Wal-Mart Stores Inc. (WMT), hoping to head off worker protests at its stores over the Thanksgiving holiday, filed an unfair-labor-practice complaint against a union the company says is behind the protest plans.
The complaint, which Wal-Mart filed Thursday against the United Food and Commercial Workers International Union, asks the National Labor Relations Board to issue an injunction against worker rallies and pickets that have been staged at Wal-Mart stores and warehouses across the country for at least the last six months.
The protesting workers, who complain of low wages, short hours and poor working conditions, are members of OUR Walmart, or Organization United for Respect at Walmart, which was started in 2010 with financial support and advice from the UFCW. The union has been involved in previous efforts to represent Wal-Mart workers.

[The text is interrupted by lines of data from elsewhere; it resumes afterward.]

use std::sync::Arc;
use tracing::debug;

use crate::{Plugin, ProcessingPlugin};

/// Two adjacent processing stages that share a priority.
#[derive(Debug, Clone, PartialEq, Eq)]
pub struct PriorityCollision {
    pub priority: i32,
    pub previous: String,
    pub current: String,
}

/// The ordered, linked plugin list produced once during initialization.
///
/// Initialization-only plugins come first in the order they were supplied,
/// followed by every processing-capable entry sorted by ascending priority.
/// The terminal stage wins ties with plugins of the same priority, so the
/// processing chain is exactly the entries in front of it.
pub struct Pipeline {
    extensions: Vec<Plugin>,
    terminal: Arc<dyn ProcessingPlugin>,
    terminal_index: usize,
    collisions: Vec<PriorityCollision>,
}

impl Pipeline {
    /// Orders `plugins` around `terminal`. Nothing is linked until [`Self::link`].
    pub fn build(plugins: Vec<Plugin>, terminal: Arc<dyn ProcessingPlugin>) -> Self {
        let (init_only, processing): (Vec<Plugin>, Vec<Plugin>) =
            plugins.into_iter().partition(Plugin::is_init_only);

        let mut stages = Vec::with_capacity(processing.len() + 1);
        stages.push(Plugin::Processing(terminal.clone()));
        stages.extend(processing);
        // stable, so the terminal stays ahead of equal priorities
        stages.sort_by_key(|plugin| plugin.priority().unwrap_or(i32::MIN));

        let collisions = find_collisions(&stages);

        let terminal_position = stages
            .iter()
            .position(|plugin| {
                plugin.as_processing().is_some_and(|stage| Arc::ptr_eq(stage, &terminal))
            })
            .unwrap_or_default();

        let terminal_index = init_only.len() + terminal_position;
        let mut extensions = init_only;
        extensions.extend(stages);

        Self {
            extensions,
            terminal,
            terminal_index,
            collisions,
        }
    }

    /// Hands every stage in front of the terminal its successor. The terminal
    /// itself gets none.
    pub fn link(&self) {
        let stages: Vec<&Arc<dyn ProcessingPlugin>> = self
            .chain()
            .filter_map(Plugin::as_processing)
            .chain(std::iter::once(&self.terminal))
            .collect();
        for pair in stages.windows(2) {
            debug!("linking {} -> {}", pair[0].identifier(), pair[1].identifier());
            pair[0].set_next_plugin(pair[1].clone());
        }
    }

    /// Every plugin in pipeline order, the terminal stage included.
    pub fn extensions(&self) -> &[Plugin] {
        &self.extensions
    }

    /// The stage `track` hands items to.
    pub fn head(&self) -> &Arc<dyn ProcessingPlugin> {
        self.extensions
            .iter()
            .find_map(Plugin::as_processing)
            .unwrap_or_else(|| self.terminal())
    }

    pub const fn terminal(&self) -> &Arc<dyn ProcessingPlugin> {
        &self.terminal
    }

    /// Processing stages in front of the terminal, in ascending priority.
    pub fn chain(&self) -> impl Iterator<Item = &Plugin> {
        self.extensions[..self.terminal_index].iter().filter(|plugin| !plugin.is_init_only())
    }

    /// Initialization-only plugins, then the chain.
    pub fn initialization_order(&self) -> impl Iterator<Item = &Plugin> {
        self.extensions.iter().filter(|plugin| plugin.is_init_only()).chain(self.chain())
    }

    /// Non-channel processing plugins ranked at or behind the terminal. They are
    /// never linked, initialized or handed items.
    pub fn idle_extensions(&self) -> impl Iterator<Item = &Plugin> {
        self.extensions[self.terminal_index + 1..]
            .iter()
            .filter(|plugin| matches!(plugin, Plugin::Processing(_)))
    }

    pub fn collisions(&self) -> &[PriorityCollision] {
        &self.collisions
    }
}

fn find_collisions(stages: &[Plugin]) -> Vec<PriorityCollision> {
    stages
        .windows(2)
        .filter_map(|pair| {
            let priority = pair[0].priority()?;
            (pair[1].priority() == Some(priority)).then(|| PriorityCollision {
                priority,
                previous: pair[0].identifier().to_string(),
                current: pair[1].identifier().to_string(),
            })
        })
        .collect()
}
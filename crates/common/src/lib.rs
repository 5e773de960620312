//! Shared data model for the sonde telemetry pipeline.
//!
//! The field names of [`TelemetryItem`] form the one schema that every plugin and
//! transmission channel agrees on, so they serialize exactly as `name`, `iKey`,
//! `time`, `ver`, `baseType` and `baseData`.

pub mod discard;
pub mod item;

pub use discard::DiscardReason;
pub use item::{SCHEMA_VERSION, TelemetryItem, current_timestamp};
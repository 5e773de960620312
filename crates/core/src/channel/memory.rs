use anyhow::Result;
use parking_lot::{Mutex, RwLock};
use sonde_common::TelemetryItem;
use sonde_events::NotificationManager;
use std::sync::{
    Arc,
    atomic::{AtomicBool, Ordering},
};
use tracing::{debug, warn};

use super::ChannelControls;
use crate::{Configuration, Plugin, ProcessingPlugin, TelemetryCore};

pub const MEMORY_CHANNEL_DEFAULT_PRIORITY: i32 = 1000;

/// A transmission channel that keeps sent items in memory.
///
/// While paused, items are held back and handed off on `resume` or `flush`.
/// Every hand-off is reported to the notification manager found in the
/// configuration.
pub struct MemoryChannel {
    identifier: String,
    priority: i32,
    paused: AtomicBool,
    pending: Mutex<Vec<TelemetryItem>>,
    sent: Mutex<Vec<TelemetryItem>>,
    next: RwLock<Option<Arc<dyn ProcessingPlugin>>>,
    notification_manager: RwLock<Option<NotificationManager>>,
}

impl MemoryChannel {
    pub fn new(identifier: impl Into<String>) -> Self {
        Self::with_priority(identifier, MEMORY_CHANNEL_DEFAULT_PRIORITY)
    }

    pub fn with_priority(identifier: impl Into<String>, priority: i32) -> Self {
        Self {
            identifier: identifier.into(),
            priority,
            paused: AtomicBool::new(false),
            pending: Mutex::new(Vec::new()),
            sent: Mutex::new(Vec::new()),
            next: RwLock::new(None),
            notification_manager: RwLock::new(None),
        }
    }

    pub fn sent_items(&self) -> Vec<TelemetryItem> {
        self.sent.lock().clone()
    }

    pub fn pending_len(&self) -> usize {
        self.pending.lock().len()
    }

    fn hand_off(&self, items: Vec<TelemetryItem>) -> Result<()> {
        if items.is_empty() {
            return Ok(());
        }
        debug!("{}: sending {} items", self.identifier, items.len());
        if let Some(manager) = self.notification_manager.read().clone() {
            manager.events_sent(&items)?;
        }
        self.sent.lock().extend(items);
        Ok(())
    }
}

impl ProcessingPlugin for MemoryChannel {
    fn identifier(&self) -> &str {
        &self.identifier
    }

    fn priority(&self) -> i32 {
        self.priority
    }

    fn initialize(
        &self,
        config: &Arc<Configuration>,
        _core: &TelemetryCore,
        _extensions: &[Plugin],
    ) -> Result<()> {
        *self.notification_manager.write() = config.notification_manager().cloned();
        Ok(())
    }

    fn set_next_plugin(&self, next: Arc<dyn ProcessingPlugin>) {
        *self.next.write() = Some(next);
    }

    fn process_telemetry(&self, item: TelemetryItem) -> Result<()> {
        let next = self.next.read().clone();
        if self.is_paused() {
            self.pending.lock().push(item.clone());
        } else {
            self.hand_off(vec![item.clone()])?;
        }
        match next {
            Some(next) => next.process_telemetry(item),
            None => Ok(()),
        }
    }
}

impl ChannelControls for MemoryChannel {
    fn is_paused(&self) -> bool {
        self.paused.load(Ordering::Acquire)
    }

    fn pause(&self) {
        self.paused.store(true, Ordering::Release);
    }

    fn resume(&self) {
        self.paused.store(false, Ordering::Release);
        let pending = std::mem::take(&mut *self.pending.lock());
        if let Err(e) = self.hand_off(pending) {
            warn!("{}: failed to send held items on resume: {}", self.identifier, e);
        }
    }

    fn flush(&self) -> Result<()> {
        let pending = std::mem::take(&mut *self.pending.lock());
        self.hand_off(pending)
    }
}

The union says that today OUR Walmart is “its own nonprofit organized by Wal-Mart workers and funded through dues that are voluntarily contributed,” said UFCW spokeswoman Jill Cashen.
OUR Walmart has called for protests at 1,000 Wal-Mart stores on the day after Thanksgiving, known as Black Friday, which is one of Wal-Mart’s busiest shopping days.
Wal-mart says OUR Walmart is seeking union recognition and so by federal law can protest for only 30 days before collecting signatures to hold an employee vote, which it hasn’t done. “We cannot allow the UFCW to continue to intentionally seek to create an environment that could directly and adversely impact our customers and associates,” said David Tovar, a Wal-Mart spokesman.
OUR Walmart says that the protests aren’t supporting unionization but are rather drawing attention to retaliation workers say they experience when they complain about pay and working conditions.
“Wal-Mart is doing everything in its power to attempt to silence our voice,” said Colby Harris, who has worked at a Lancaster, Texas, Wal-Mart for three years and makes $8.90 an hour.
Wal-Mart has publicly shrugged off the protests and complaints since OUR Walmart was launched in 2010. But the company confirmed that it has begun responding by sending in executives from the home office in Bentonville, Ark., to tamp down unrest at stores and sending instruction manuals to managers on how to legally respond to striking workers. In a number of stores, managers showed employees videos that depicted OUR Walmart as a campaign by the UFCW to urge workers to unionize.
Wal-Mart employees have filed roughly 20 unfair-labor-practice charges since August with the National Labor Relations Board, a federal agency that oversees union elections and referees disputes between private-sector employers and employees. The complaints have alleged, among other things, management interference with workers’ rights by preventing them from distributing union literature in the break room, and that the company has retaliated against workers for their involvement with OUR Walmart by cutting workers’ hours or firing them.
Several of the charges have been dismissed or withdrawn and others are under review in the regions where they were filed. At least two of the charges are being reviewed by NLRB officials in Washington. Both of those allege surveillance and interrogation of Wal-Mart warehouse workers.
So far the NLRB hasn’t issued any complaints related to the retail stores, but it has issued two complaints related to allegations at Wal-Mart warehouses.
Wal-Mart, which has 1.4 million workers in the U.S., said it has five million applicants for jobs last year and 20% of those applicants had previously worked for the company.
— Melanie Trottman contributed to this article.